# About this task:
Could you filter the records below and return each line that holds "ChangeReport"?

# Provided information:

//! Change reports produced by reconciliation

use serde::{Deserialize, Serialize};

/// Whether anything changed, plus an ordered human-readable change log.
///
/// In check mode the report describes what would change; the `changed`
/// flag and the log lines are the same as for a real run.
#[derive(Debug, Clone, Default, PartialEq, Eq, Serialize, Deserialize)]
pub struct ChangeReport {
    pub changed: bool,
    pub log: Vec<String>,
}

impl ChangeReport {
    /// Create an empty, unchanged report
    pub fn new() -> Self {
        Self::default()
    }

    /// Record a change and its description
    pub fn change(&mut self, message: impl Into<String>) {
        self.changed = true;
        self.log.push(message.into());
    }

    /// Merge another report into this one, keeping log order
    pub fn merge(&mut self, other: ChangeReport) {
        self.changed |= other.changed;
        self.log.extend(other.log);
    }

    /// Number of log lines
    pub fn len(&self) -> usize {
        self.log.len()
    }

    pub fn is_empty(&self) -> bool {
        self.log.is_empty()
    }
}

# Answer box:
pub struct ChangeReport {
impl ChangeReport {
    pub fn merge(&mut self, other: ChangeReport) {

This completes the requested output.